Session 6 Control structures: loops and conditions

First, read and work through Chapter 13.1 and 13.2 of R Programming for Data Science. Note: you can read the rest of this chapter but these first two parts give a good introduction.

6.1 if, else and for

To recap these important control functions we will play the game ‘fizz buzz.’ In this game, we say the numbers in order. If a number is divisible by 3, instead of saying the number we say ‘fizz.’ If the integer is divisible by 5, instead of saying the integer we say ‘buzz.’ If the number is divisible by both 3 and 5 we say ‘fizz buzz.’

I.e. ‘1, 2, fizz, 4, buzz, fizz, 7, 8, fizz, buzz, 11, fizz, 13, 14, fizz-buzz, 16, ….’

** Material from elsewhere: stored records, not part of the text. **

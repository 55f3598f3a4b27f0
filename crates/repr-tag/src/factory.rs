//! Tag factory

use crate::{Tag, vocab};

/// Tag factory. Each method returns a fresh, empty tag of that name.
///
/// ```
/// use repr_tag::H;
/// let link = H.a().attr("href", "https://example.com").with("example");
/// assert_eq!(link.name(), Some("a"));
/// ```
#[derive(Debug, Clone, Copy, Default)]
pub struct Factory;

/// The shared factory instance.
pub const H: Factory = Factory;

macro_rules! html_tags {
    ($($name:ident),* $(,)?) => {
        impl Factory {
            $(
                pub fn $name(&self) -> Tag {
                    Tag::new(stringify!($name))
                }
            )*
        }
    };
}

html_tags!(
    a, b, body, br, code, div, em, h1, h2, h3, head, hr, html, i, img, input,
    li, link, meta, ol, p, pre, script, span, strong, style, table, tbody, td,
    th, thead, title, tr, ul,
);

impl Factory {
    /// Tag with an arbitrary name.
    pub fn tag(&self, name: &str) -> Tag {
        Tag::new(name)
    }

    /// Virtual tag whose children are inlined into the parent.
    pub fn inline(&self) -> Tag {
        Tag::new("inline")
    }

    /// Virtual tag whose text children are emitted unescaped.
    pub fn raw(&self) -> Tag {
        Tag::new("raw")
    }

    pub fn atom(&self) -> Tag {
        Tag::new(vocab::ATOM)
    }

    pub fn defn(&self) -> Tag {
        Tag::new(vocab::DEFN)
    }

    pub fn pair(&self) -> Tag {
        Tag::new(vocab::PAIR)
    }

    pub fn bracketed(&self) -> Tag {
        Tag::new(vocab::BRACKETED)
    }

    pub fn instance(&self) -> Tag {
        Tag::new(vocab::INSTANCE)
    }

    /// Reference marker (`ref` is reserved in Rust).
    pub fn reference(&self) -> Tag {
        Tag::new(vocab::REF)
    }
}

Exercise: write a for loop, containing if {} else {} statements, to play fizz-buzz, over all numbers from 1 to 100.


  1. The for loop should iterate over the numbers from 1 to 100.

  2. The modulo operator in R is %%. For example, 23 %% 5 returns 3, because 23 divided by 5 is 4, remainder 3.

  3. A number is divisible by both 5 and 3 if and only if it is divisible by 15.

For more help see Chapter 21 of Wickham & Grolemund.

6.2 Vectorised code

When possible, it is more efficient to use vectorised code. Here, we operate on every value in a vector at the same time instead of performing the task one by one as is done in a loop. We have already seen an example of this when multiplying a vector.

Exercise: rewrite the fizz-buzz exercise in a vectorized way.

Hint: break this into three steps, one for each replacement ‘fizz,’ ‘buzz’ and ‘fizz-buzz.’

6.3 Further Reading

  • Chapter 10 of R Programming for Data Science on vectorisation.